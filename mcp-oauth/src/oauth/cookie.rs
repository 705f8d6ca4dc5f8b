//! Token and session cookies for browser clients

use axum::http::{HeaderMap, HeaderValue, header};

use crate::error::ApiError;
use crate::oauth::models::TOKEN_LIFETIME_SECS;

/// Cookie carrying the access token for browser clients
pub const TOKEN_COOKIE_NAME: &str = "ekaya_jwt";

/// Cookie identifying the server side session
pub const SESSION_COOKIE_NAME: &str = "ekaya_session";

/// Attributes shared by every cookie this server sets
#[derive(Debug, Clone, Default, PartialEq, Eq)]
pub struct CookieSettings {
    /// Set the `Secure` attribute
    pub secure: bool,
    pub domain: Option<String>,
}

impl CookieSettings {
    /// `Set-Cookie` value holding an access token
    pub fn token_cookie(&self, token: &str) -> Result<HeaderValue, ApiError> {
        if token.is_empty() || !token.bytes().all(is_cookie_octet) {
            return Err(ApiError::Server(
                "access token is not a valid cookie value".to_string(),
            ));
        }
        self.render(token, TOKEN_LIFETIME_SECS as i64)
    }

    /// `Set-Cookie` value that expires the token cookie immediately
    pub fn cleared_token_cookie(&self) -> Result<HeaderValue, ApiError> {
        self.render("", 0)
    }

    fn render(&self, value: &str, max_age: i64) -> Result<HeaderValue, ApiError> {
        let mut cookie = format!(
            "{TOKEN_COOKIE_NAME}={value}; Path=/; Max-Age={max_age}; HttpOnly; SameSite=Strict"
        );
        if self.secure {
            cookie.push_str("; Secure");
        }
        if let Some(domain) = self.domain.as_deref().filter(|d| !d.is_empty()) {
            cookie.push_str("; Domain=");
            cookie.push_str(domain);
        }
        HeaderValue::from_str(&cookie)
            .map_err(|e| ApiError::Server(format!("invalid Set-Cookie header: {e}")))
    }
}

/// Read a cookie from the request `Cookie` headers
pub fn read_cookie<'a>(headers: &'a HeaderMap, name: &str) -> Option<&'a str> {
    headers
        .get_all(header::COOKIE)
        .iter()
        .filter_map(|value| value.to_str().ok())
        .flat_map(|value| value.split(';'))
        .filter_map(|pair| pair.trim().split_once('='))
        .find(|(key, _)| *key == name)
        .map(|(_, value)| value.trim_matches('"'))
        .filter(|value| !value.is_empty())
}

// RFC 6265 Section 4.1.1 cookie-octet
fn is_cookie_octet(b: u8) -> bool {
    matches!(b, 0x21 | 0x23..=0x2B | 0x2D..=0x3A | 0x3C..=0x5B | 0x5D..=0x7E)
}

--

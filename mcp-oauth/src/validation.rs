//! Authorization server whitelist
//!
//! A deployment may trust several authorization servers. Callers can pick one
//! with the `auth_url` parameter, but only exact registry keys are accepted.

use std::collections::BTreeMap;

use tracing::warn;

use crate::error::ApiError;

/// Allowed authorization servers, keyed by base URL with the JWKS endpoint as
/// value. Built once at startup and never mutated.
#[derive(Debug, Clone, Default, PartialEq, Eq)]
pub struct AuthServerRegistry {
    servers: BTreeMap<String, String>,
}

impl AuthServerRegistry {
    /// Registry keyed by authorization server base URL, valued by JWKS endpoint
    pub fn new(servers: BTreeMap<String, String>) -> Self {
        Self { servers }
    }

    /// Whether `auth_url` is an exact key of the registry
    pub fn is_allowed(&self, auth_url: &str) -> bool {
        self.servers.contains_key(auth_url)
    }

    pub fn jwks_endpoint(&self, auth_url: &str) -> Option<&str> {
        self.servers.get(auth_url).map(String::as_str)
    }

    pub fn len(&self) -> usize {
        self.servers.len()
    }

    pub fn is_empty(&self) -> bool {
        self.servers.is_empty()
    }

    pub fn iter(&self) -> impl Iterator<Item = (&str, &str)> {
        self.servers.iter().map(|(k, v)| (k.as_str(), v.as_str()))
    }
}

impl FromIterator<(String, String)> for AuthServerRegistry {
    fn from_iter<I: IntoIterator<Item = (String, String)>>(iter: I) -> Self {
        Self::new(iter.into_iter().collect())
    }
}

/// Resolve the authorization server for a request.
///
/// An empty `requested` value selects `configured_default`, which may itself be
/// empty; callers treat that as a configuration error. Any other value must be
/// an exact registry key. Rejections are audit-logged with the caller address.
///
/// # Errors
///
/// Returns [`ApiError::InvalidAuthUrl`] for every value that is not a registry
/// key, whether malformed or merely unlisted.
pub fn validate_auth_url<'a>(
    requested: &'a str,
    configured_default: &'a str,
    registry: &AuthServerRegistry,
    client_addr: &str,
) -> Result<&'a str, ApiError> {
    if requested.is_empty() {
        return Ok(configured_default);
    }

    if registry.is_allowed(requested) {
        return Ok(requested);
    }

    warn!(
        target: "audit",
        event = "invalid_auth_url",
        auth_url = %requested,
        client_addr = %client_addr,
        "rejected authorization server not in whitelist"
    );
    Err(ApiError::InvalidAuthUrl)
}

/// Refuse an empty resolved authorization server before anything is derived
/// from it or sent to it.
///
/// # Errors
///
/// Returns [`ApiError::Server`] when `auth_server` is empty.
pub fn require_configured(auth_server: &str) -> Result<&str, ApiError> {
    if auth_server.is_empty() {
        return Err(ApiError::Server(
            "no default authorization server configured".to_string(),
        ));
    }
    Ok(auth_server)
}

** Exercise brief **
Within the listing above, tally the lines holding the word "filename". Give the tally only.

** Worked solution **
2